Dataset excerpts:

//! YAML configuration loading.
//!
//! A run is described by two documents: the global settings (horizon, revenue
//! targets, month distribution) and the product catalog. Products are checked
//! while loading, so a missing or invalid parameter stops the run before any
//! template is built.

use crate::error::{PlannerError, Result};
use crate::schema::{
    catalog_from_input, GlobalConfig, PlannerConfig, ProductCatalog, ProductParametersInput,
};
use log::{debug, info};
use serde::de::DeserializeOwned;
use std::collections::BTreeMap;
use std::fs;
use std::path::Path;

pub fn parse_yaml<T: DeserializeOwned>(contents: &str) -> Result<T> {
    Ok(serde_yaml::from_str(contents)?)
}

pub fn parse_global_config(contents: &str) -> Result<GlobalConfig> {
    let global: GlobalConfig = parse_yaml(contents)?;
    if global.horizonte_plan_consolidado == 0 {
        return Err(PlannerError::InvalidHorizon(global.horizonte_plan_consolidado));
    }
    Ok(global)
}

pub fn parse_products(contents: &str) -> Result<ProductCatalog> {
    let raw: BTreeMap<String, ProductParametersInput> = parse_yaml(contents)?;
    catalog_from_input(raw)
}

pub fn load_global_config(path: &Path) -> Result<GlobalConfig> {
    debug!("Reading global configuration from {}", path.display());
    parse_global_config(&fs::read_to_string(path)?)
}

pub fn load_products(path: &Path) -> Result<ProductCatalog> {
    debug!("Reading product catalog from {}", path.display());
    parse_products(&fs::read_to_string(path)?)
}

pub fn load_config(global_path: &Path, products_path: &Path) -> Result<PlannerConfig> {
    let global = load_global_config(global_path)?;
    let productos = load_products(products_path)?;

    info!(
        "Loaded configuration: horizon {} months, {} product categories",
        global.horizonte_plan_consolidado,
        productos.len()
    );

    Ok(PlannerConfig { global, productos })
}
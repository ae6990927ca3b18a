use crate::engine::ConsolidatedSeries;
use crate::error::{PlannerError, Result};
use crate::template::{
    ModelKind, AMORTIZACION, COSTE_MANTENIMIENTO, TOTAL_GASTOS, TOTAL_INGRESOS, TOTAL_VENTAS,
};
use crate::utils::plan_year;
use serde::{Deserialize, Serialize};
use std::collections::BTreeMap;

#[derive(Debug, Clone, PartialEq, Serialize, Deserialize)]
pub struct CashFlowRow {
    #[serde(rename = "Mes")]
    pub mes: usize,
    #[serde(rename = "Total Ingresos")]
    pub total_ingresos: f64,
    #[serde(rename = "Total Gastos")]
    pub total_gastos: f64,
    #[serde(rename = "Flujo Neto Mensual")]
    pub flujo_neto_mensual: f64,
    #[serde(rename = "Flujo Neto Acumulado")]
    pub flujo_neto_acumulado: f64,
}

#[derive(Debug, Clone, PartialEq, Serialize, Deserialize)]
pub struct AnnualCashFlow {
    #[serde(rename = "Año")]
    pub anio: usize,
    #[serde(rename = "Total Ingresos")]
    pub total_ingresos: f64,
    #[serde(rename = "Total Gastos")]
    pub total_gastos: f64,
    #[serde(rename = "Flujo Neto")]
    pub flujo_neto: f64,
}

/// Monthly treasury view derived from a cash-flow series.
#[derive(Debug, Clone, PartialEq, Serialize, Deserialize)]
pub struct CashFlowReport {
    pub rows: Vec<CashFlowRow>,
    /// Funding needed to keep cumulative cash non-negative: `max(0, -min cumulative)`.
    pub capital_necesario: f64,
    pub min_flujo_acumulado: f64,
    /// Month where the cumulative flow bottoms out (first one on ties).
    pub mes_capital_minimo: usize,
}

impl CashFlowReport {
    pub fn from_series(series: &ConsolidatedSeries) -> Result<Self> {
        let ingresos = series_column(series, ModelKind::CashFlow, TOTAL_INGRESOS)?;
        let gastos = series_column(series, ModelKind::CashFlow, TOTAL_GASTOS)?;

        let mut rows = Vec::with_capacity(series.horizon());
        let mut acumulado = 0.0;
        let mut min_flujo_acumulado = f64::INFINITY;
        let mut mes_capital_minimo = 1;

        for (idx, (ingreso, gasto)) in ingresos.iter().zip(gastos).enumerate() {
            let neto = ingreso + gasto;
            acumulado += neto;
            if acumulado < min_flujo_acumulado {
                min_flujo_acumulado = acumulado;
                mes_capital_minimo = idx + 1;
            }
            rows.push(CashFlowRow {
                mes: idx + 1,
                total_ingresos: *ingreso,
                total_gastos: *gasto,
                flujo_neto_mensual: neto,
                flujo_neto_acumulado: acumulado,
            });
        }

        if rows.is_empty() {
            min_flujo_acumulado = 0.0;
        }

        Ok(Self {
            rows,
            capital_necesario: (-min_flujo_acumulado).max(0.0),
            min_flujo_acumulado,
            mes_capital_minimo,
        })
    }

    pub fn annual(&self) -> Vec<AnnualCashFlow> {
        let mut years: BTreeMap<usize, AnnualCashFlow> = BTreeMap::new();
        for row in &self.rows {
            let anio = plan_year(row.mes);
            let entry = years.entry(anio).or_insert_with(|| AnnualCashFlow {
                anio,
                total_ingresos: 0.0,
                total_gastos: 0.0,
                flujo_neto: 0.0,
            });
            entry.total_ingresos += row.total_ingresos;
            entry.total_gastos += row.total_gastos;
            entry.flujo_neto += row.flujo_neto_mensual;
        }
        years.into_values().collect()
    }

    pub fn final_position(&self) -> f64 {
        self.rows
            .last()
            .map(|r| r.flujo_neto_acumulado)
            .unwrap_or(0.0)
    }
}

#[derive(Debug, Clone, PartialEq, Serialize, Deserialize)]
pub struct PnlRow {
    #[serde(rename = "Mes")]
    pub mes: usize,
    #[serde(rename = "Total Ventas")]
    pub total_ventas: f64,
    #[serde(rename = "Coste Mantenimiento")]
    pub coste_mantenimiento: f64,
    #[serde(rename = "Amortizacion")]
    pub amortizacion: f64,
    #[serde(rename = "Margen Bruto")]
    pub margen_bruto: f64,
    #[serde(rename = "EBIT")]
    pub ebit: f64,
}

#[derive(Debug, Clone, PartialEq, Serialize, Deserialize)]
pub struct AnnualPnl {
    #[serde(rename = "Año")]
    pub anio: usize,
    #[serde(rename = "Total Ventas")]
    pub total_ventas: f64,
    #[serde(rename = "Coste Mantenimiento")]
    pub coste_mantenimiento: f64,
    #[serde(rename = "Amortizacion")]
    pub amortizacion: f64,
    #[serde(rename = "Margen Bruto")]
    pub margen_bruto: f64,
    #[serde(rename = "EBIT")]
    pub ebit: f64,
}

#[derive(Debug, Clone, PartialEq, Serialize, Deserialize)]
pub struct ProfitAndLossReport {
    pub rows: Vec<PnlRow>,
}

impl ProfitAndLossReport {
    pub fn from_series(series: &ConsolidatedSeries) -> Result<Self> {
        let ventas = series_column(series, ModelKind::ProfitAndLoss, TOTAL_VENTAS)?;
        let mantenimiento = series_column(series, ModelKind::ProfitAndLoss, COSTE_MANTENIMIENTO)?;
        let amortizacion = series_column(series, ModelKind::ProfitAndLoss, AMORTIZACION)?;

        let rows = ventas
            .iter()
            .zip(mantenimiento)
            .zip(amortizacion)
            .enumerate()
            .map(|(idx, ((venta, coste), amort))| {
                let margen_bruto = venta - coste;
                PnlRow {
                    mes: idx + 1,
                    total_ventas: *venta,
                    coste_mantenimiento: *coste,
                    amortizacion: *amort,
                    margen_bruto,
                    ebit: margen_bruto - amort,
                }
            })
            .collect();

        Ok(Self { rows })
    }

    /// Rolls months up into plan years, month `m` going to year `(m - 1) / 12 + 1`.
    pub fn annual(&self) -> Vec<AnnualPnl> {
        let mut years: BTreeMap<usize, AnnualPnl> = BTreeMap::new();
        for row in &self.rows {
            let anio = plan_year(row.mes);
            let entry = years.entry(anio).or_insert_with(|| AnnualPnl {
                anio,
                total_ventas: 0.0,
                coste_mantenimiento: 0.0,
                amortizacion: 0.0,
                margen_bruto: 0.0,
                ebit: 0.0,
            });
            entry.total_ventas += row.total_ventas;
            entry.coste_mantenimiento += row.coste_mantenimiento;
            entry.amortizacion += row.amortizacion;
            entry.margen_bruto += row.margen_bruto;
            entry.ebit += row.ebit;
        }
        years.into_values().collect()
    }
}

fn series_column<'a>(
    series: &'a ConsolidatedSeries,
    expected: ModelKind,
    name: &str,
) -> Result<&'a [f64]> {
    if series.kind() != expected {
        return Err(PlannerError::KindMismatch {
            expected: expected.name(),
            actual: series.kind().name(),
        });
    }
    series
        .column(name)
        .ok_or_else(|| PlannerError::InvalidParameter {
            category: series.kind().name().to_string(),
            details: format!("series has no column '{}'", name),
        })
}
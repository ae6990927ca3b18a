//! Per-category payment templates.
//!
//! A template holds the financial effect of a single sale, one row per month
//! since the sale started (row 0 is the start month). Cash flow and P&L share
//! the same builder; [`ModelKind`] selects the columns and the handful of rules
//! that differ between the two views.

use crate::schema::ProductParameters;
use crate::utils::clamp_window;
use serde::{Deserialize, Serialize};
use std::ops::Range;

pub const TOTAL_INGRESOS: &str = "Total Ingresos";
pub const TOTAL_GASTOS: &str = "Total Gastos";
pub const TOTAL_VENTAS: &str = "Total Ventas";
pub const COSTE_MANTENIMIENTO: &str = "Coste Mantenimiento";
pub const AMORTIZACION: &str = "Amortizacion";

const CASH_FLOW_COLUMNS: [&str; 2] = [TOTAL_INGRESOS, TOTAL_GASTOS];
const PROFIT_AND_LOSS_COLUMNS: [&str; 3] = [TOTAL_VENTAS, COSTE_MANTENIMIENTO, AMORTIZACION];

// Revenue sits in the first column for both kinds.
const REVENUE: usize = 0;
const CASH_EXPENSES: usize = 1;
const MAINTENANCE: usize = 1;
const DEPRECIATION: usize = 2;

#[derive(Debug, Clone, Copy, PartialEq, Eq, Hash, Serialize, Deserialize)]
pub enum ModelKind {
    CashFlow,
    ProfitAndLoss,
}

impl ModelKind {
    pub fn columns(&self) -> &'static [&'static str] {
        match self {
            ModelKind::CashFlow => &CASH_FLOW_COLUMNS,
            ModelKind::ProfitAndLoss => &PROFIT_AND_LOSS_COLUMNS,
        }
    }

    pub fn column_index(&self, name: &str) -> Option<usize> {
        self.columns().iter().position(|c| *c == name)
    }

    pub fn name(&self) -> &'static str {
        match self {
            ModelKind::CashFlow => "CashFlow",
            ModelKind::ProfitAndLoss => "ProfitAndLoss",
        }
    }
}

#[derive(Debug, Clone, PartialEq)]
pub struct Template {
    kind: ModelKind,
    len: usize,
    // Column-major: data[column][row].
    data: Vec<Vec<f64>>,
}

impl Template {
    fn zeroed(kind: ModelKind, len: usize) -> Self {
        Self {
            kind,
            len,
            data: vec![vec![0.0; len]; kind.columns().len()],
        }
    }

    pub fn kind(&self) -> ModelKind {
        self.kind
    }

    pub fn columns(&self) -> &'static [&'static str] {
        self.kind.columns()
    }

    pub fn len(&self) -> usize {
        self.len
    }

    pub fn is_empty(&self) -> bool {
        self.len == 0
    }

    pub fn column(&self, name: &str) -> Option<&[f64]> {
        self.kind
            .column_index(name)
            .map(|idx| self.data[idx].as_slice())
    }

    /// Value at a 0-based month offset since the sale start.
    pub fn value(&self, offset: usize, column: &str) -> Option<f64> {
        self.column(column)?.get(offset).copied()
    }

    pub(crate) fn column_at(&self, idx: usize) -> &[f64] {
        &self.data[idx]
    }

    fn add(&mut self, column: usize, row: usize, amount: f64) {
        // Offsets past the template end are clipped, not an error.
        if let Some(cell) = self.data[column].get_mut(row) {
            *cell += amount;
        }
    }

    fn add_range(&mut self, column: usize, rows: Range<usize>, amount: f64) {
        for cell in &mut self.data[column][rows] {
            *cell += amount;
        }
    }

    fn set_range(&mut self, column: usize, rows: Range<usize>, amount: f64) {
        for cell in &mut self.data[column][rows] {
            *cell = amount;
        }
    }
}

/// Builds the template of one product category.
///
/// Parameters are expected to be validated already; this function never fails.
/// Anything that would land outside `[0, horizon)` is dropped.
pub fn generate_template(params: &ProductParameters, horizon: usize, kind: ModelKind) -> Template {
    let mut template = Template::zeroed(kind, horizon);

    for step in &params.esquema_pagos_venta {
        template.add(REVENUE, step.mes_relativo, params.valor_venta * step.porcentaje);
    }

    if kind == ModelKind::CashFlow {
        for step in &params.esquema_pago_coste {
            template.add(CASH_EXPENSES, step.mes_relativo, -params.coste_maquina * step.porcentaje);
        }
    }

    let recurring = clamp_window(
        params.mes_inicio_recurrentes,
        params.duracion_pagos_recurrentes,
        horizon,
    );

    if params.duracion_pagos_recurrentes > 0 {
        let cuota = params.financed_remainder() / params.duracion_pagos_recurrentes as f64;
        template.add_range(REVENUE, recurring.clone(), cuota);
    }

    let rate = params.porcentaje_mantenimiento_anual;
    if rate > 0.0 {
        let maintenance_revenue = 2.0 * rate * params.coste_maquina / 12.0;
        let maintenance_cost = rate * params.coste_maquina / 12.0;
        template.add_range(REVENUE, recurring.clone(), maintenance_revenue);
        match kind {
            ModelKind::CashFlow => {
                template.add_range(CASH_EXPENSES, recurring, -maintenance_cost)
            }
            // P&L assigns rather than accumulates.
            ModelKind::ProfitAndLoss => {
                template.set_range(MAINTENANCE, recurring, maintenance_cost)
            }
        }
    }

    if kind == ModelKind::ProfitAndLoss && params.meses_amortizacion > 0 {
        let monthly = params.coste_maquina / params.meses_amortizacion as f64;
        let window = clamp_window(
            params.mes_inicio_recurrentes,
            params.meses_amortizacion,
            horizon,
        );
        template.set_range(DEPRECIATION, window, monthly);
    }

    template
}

Exercise ::
Write the number of lines in the data above that contain the word "category", and add nothing to it.

Exercise response ::
3